The answer must consist of every line in the records below that contains the string "lookup".

(Stored items)
-*-*-

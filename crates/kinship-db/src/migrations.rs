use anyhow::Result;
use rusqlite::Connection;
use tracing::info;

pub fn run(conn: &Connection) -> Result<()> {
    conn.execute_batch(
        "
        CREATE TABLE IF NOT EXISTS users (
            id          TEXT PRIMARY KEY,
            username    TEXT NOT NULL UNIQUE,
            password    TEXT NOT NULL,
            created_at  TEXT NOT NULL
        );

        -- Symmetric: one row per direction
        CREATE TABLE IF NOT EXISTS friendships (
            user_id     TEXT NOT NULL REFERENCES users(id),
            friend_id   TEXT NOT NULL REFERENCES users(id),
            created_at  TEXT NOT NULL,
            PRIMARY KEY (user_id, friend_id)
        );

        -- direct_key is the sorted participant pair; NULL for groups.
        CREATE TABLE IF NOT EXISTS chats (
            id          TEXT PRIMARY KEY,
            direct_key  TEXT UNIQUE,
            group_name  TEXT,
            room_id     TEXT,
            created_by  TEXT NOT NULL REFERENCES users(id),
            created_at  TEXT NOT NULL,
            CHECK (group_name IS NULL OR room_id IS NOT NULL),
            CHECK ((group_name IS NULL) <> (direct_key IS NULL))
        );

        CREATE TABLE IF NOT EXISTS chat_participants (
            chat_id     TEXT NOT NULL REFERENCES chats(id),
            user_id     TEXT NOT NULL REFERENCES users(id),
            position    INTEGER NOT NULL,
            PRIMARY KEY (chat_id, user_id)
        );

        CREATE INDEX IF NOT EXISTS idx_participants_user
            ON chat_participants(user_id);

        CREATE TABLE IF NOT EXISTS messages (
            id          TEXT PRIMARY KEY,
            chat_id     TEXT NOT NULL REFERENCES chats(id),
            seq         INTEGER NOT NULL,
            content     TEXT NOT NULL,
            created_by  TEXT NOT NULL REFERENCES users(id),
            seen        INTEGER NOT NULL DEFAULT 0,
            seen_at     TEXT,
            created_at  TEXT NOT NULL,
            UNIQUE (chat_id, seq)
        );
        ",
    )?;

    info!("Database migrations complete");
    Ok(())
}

-*-*-

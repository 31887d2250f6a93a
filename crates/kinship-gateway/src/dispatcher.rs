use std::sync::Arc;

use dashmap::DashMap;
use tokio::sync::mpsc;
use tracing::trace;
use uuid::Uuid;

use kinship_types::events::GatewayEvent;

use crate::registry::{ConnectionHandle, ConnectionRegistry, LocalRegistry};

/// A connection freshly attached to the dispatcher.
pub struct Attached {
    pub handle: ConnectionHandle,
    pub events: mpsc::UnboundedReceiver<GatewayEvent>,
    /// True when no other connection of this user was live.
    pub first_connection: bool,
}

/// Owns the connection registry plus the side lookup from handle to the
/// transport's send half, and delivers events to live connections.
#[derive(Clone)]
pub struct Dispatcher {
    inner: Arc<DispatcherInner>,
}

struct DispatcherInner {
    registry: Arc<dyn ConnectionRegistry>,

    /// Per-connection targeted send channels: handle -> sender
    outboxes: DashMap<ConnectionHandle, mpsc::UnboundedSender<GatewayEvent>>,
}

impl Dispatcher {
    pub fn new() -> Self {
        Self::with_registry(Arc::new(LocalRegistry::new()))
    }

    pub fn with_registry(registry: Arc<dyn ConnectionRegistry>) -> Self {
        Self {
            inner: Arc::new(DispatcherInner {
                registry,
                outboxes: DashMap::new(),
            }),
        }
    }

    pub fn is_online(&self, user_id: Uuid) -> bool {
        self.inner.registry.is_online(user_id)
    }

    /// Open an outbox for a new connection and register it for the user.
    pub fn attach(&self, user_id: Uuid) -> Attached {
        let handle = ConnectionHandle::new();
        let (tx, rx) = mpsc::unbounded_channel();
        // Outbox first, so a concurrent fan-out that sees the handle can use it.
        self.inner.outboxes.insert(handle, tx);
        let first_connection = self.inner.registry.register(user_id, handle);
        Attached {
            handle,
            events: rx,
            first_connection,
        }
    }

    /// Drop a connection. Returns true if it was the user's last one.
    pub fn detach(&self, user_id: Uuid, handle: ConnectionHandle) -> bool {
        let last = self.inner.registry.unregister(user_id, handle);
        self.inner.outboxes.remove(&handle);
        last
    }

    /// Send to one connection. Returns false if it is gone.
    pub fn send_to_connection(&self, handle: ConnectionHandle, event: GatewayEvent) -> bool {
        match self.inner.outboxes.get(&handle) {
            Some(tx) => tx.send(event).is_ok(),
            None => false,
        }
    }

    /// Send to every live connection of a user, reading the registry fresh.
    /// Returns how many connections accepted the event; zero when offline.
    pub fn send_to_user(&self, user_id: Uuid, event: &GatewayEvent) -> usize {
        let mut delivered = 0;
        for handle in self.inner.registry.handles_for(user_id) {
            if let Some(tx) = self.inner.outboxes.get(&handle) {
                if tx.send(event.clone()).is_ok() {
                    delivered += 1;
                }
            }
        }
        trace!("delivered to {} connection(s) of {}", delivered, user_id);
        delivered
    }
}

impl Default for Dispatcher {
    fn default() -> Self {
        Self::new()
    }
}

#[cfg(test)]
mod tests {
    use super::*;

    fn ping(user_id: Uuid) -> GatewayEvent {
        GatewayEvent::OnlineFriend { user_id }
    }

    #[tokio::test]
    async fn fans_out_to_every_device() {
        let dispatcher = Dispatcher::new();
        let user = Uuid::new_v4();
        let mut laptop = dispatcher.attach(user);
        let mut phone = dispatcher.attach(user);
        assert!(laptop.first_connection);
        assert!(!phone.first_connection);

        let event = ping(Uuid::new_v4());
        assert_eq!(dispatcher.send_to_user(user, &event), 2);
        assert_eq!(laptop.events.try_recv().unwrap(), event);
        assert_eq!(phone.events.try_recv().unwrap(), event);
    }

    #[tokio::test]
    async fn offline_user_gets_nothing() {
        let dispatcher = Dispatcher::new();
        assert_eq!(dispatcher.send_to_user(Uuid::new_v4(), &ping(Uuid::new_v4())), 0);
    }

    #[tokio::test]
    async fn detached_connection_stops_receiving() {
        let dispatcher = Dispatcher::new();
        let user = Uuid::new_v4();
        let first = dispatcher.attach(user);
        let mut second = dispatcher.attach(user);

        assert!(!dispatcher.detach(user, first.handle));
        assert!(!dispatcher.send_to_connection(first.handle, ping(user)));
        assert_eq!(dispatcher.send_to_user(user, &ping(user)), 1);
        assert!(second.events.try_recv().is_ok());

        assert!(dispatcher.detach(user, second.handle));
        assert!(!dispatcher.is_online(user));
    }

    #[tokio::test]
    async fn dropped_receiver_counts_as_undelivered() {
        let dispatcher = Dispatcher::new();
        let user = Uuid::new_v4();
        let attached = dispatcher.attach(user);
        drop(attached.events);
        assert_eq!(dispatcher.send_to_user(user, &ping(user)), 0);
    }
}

-*-*-

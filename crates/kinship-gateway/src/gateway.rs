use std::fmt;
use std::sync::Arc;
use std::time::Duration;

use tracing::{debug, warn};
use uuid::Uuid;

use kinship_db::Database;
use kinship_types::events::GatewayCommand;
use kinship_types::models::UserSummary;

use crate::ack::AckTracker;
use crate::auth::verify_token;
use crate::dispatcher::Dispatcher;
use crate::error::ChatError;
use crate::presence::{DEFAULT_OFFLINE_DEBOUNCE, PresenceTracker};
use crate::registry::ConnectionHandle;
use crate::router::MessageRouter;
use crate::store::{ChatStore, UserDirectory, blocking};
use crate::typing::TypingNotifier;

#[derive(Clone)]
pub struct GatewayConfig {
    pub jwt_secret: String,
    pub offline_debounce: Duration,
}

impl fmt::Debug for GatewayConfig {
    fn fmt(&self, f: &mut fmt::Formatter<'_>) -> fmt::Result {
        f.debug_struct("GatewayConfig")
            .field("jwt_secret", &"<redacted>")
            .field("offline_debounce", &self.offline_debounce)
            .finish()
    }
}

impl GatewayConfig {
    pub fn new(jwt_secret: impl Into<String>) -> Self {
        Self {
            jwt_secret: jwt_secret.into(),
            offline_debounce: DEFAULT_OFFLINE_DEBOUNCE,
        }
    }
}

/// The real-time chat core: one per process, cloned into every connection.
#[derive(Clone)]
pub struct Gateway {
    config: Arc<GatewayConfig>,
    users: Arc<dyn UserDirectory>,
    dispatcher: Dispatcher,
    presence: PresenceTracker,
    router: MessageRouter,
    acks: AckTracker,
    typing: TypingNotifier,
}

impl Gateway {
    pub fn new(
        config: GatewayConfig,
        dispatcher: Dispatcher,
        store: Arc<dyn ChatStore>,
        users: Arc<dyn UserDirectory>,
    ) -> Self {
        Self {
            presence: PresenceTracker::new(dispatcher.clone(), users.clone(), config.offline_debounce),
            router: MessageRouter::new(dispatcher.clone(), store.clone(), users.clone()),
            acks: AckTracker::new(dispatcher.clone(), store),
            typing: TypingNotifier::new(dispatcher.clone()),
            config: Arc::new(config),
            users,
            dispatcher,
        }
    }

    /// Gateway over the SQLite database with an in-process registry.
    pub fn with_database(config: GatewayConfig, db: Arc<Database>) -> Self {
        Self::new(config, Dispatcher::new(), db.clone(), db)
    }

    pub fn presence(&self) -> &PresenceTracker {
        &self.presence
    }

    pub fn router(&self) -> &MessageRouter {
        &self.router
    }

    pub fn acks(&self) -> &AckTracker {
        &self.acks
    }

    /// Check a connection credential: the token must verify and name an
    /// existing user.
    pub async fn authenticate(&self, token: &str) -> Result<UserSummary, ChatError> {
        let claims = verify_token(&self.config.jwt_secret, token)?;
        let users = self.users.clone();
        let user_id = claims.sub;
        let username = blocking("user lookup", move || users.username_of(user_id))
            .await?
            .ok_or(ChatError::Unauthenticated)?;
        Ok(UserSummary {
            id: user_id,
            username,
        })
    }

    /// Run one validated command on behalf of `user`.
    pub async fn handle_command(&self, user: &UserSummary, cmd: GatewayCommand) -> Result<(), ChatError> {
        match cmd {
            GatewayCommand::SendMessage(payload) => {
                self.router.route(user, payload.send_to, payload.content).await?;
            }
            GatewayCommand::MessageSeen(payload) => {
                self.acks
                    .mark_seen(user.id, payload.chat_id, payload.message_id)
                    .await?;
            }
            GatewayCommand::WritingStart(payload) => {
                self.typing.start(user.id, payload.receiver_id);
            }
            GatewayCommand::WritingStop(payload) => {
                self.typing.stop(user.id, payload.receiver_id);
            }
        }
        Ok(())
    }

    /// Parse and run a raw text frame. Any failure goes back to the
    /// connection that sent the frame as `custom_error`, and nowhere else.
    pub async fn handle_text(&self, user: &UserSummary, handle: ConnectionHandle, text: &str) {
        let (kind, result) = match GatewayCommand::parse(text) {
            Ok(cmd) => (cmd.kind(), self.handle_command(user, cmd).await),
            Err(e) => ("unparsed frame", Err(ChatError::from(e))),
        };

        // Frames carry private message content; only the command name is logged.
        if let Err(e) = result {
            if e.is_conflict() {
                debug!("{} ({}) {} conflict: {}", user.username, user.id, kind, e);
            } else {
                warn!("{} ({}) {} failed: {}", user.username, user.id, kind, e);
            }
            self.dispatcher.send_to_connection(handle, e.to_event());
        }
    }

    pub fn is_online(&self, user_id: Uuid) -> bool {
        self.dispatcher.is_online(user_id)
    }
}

-*-*-

Output below |
/// Owns the connection registry plus the side lookup from handle to the
        let username = blocking("user lookup", move || users.username_of(user_id))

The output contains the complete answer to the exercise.